■ BRIEF ■
Go to the line holding "machine check with the given status bits." in the entries below and write out exactly every line down to and including the line holding "the control-flow token.".

Saved data entries
------

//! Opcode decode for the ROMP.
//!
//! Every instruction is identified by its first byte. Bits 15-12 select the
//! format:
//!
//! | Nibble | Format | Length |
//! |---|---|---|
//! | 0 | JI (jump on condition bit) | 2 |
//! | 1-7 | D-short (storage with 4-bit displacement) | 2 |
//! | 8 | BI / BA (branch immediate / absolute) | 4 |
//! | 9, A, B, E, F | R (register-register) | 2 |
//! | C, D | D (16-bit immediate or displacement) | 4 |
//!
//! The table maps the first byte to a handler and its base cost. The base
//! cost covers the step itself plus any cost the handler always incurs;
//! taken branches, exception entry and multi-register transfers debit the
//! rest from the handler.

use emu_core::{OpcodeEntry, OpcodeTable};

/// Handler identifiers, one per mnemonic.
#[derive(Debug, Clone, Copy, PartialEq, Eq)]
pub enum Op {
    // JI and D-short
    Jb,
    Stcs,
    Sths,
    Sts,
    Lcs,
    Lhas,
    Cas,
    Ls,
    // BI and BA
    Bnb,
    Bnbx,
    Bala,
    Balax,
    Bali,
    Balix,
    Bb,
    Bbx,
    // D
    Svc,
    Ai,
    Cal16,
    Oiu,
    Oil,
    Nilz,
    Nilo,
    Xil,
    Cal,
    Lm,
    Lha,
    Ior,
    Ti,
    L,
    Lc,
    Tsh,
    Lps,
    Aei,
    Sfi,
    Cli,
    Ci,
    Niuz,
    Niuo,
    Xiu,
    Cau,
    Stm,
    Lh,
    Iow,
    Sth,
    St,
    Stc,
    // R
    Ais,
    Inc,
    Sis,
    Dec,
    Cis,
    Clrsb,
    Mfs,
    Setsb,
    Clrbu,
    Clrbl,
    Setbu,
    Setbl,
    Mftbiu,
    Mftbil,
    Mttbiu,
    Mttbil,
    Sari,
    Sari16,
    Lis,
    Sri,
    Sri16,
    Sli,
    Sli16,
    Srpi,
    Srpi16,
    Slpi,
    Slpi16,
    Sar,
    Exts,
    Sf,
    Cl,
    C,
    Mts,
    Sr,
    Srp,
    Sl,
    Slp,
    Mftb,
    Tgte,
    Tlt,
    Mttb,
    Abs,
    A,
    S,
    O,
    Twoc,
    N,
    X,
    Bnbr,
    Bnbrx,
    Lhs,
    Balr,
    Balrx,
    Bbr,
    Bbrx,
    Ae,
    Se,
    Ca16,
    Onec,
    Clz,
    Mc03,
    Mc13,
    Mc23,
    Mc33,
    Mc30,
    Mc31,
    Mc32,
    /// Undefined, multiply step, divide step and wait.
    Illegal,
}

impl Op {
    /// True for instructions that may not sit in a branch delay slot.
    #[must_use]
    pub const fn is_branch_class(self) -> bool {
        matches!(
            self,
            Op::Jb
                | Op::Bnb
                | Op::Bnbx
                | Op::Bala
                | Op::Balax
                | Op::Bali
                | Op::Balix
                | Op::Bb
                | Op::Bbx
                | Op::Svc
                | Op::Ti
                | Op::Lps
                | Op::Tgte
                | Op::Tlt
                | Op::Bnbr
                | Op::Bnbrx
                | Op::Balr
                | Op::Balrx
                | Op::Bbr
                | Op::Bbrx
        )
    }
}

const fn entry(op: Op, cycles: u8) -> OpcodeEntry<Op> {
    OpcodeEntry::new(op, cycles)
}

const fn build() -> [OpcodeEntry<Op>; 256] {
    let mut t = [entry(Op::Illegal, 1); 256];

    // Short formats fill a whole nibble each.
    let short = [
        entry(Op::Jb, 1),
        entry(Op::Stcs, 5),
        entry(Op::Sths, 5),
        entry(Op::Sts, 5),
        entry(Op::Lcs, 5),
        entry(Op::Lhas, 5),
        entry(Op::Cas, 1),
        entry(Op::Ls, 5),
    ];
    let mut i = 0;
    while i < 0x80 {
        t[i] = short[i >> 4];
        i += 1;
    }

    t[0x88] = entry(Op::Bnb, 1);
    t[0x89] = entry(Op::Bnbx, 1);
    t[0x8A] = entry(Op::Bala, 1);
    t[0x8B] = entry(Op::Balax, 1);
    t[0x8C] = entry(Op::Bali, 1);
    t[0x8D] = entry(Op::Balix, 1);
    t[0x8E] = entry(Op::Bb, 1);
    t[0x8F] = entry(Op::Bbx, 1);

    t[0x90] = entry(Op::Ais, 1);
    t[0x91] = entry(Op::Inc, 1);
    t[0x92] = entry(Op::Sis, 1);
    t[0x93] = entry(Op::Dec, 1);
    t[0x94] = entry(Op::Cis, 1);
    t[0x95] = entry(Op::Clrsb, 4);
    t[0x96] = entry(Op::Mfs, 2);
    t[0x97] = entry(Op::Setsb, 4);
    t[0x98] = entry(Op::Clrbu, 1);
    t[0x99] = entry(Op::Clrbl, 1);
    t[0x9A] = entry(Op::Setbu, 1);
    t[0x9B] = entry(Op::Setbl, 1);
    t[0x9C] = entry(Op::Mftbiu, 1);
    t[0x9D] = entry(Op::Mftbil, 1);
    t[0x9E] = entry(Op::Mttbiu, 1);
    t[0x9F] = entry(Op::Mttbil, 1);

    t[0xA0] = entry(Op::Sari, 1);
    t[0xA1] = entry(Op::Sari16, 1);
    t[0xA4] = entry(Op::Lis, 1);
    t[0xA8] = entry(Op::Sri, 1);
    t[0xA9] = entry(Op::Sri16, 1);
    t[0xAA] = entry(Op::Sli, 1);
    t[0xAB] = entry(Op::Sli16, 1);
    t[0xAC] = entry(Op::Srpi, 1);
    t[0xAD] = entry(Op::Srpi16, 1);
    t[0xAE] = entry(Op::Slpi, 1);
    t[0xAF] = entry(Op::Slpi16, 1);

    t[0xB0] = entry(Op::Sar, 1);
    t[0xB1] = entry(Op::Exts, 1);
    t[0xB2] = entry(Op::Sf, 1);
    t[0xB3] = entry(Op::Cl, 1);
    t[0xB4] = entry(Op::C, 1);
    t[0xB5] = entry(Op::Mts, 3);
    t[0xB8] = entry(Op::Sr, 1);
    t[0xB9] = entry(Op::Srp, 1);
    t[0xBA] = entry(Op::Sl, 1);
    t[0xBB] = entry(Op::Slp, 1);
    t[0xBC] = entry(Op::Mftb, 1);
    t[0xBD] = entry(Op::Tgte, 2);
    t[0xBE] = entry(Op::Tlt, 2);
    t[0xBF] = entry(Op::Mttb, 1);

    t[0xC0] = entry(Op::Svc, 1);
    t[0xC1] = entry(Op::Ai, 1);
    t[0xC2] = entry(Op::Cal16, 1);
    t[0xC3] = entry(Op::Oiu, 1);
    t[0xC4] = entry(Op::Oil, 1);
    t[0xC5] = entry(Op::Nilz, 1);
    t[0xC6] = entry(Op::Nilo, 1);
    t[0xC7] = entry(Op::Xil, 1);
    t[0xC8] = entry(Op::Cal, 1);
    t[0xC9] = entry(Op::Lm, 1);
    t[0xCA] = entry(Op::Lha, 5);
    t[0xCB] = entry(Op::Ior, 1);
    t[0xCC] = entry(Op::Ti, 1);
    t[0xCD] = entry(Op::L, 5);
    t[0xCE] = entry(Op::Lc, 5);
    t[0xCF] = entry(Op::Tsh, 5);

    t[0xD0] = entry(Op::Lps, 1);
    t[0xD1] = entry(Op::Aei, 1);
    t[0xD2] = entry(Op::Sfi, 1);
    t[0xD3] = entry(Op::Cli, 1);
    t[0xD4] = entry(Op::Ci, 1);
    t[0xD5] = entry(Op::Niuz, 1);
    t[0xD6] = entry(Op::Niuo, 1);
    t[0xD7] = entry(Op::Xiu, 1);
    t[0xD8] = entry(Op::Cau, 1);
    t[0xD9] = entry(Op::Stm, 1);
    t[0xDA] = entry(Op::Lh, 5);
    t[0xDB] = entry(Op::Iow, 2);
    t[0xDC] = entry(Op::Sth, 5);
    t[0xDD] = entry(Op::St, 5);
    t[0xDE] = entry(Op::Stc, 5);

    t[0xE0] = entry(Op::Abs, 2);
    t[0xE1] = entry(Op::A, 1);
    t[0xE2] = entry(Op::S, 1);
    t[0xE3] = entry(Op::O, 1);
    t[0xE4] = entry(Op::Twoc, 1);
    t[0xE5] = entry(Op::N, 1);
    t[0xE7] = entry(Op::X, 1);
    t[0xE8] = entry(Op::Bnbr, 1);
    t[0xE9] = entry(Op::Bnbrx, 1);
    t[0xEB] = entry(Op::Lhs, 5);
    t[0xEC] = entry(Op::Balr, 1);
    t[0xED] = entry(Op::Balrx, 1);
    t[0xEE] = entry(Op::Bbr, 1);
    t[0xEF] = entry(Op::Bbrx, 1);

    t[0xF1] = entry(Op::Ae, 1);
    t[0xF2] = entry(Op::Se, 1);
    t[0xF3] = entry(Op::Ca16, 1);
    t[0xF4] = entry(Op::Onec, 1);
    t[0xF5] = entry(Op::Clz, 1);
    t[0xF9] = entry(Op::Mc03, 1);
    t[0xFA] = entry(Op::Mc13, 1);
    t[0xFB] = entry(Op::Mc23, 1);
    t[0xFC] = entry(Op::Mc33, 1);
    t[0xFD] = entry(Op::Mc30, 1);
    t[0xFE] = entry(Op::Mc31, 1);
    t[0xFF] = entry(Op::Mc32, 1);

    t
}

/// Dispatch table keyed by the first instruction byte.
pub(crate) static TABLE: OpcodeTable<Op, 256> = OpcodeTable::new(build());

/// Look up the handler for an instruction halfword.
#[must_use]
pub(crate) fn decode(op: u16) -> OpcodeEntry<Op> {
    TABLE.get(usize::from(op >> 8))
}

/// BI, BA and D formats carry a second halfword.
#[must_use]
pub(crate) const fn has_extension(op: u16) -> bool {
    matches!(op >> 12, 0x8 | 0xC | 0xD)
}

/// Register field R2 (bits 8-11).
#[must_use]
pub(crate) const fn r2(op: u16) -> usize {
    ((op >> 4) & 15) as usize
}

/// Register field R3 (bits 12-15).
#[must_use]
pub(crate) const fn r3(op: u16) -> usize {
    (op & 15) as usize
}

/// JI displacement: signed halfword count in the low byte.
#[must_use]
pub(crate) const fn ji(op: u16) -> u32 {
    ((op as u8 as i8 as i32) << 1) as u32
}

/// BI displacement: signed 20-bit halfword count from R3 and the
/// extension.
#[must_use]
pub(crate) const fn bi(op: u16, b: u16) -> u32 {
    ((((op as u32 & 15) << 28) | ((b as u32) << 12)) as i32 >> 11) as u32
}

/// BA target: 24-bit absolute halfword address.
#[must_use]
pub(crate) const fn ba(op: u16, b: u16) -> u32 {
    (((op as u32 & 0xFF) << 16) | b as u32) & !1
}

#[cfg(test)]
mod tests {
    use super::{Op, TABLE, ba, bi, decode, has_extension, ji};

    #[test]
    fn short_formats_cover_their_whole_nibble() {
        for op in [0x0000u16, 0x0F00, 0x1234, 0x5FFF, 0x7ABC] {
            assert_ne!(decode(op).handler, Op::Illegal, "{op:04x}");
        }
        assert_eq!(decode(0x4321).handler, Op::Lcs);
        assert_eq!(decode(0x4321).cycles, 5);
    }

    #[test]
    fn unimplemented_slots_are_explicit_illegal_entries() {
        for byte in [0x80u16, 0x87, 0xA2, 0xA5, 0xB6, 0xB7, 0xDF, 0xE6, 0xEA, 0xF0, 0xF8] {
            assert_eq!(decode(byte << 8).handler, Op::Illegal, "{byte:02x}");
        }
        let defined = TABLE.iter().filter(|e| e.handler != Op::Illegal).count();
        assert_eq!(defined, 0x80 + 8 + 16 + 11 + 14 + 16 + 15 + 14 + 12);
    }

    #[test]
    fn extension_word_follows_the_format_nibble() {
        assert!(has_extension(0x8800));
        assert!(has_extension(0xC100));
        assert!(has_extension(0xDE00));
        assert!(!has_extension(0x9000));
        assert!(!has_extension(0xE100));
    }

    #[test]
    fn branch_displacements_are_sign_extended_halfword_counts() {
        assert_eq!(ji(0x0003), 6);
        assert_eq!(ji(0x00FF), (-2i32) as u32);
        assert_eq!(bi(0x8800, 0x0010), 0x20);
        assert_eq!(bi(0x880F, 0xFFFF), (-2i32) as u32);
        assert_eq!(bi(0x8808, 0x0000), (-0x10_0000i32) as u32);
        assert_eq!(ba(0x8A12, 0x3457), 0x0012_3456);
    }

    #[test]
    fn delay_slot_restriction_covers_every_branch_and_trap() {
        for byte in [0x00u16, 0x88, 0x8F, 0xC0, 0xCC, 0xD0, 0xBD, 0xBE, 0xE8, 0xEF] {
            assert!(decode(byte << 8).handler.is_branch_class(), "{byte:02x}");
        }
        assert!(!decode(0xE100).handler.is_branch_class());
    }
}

------

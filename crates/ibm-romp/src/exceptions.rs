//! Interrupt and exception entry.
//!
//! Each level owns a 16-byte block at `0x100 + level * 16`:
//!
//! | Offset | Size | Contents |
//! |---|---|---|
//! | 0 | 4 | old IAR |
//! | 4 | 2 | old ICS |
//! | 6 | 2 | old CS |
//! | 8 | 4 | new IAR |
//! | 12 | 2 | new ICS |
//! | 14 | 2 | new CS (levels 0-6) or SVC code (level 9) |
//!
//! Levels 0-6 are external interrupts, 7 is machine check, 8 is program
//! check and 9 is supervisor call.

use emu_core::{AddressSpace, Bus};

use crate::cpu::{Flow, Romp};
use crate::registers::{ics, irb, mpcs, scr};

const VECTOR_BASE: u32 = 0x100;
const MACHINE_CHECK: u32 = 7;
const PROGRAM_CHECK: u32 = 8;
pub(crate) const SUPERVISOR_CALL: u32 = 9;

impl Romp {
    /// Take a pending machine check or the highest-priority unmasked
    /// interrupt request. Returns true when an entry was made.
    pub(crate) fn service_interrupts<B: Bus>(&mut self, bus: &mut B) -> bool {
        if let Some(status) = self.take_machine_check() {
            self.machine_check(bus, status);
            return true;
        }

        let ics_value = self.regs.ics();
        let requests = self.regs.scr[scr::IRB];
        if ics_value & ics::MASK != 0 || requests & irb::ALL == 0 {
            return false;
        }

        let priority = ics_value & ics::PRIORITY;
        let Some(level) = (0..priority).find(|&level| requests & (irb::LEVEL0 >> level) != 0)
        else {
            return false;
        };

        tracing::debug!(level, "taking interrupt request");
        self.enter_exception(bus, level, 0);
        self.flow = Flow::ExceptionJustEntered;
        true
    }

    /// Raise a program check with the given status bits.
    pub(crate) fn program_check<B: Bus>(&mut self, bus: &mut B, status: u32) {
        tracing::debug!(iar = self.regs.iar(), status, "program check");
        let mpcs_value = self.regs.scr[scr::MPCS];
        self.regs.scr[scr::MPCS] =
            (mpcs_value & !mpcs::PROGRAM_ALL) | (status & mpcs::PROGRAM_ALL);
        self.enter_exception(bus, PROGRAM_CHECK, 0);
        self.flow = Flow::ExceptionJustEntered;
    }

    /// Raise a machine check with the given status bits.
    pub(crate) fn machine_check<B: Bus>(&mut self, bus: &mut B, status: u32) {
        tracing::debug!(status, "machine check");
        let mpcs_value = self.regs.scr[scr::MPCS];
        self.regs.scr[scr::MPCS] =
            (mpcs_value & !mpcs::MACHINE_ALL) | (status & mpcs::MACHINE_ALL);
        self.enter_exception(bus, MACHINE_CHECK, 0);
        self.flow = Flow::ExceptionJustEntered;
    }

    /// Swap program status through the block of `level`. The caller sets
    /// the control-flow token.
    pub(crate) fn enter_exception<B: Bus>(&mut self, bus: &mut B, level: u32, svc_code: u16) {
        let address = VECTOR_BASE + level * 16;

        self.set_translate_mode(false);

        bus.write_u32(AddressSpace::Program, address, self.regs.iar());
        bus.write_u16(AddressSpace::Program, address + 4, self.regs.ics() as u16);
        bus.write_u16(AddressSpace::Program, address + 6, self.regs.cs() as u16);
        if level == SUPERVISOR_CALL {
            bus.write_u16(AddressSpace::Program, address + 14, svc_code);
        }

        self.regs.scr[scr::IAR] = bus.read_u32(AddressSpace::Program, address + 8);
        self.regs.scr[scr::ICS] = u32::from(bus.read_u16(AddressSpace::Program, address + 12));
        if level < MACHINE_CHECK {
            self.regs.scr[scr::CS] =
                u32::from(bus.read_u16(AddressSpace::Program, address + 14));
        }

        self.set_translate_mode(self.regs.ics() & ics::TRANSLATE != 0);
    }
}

------

■ TASK SOLUTION ■
    /// Raise a machine check with the given status bits.
    pub(crate) fn machine_check<B: Bus>(&mut self, bus: &mut B, status: u32) {
        tracing::debug!(status, "machine check");
        let mpcs_value = self.regs.scr[scr::MPCS];
        self.regs.scr[scr::MPCS] =
            (mpcs_value & !mpcs::MACHINE_ALL) | (status & mpcs::MACHINE_ALL);
        self.enter_exception(bus, MACHINE_CHECK, 0);
        self.flow = Flow::ExceptionJustEntered;
    }

    /// Swap program status through the block of `level`. The caller sets
    /// the control-flow token.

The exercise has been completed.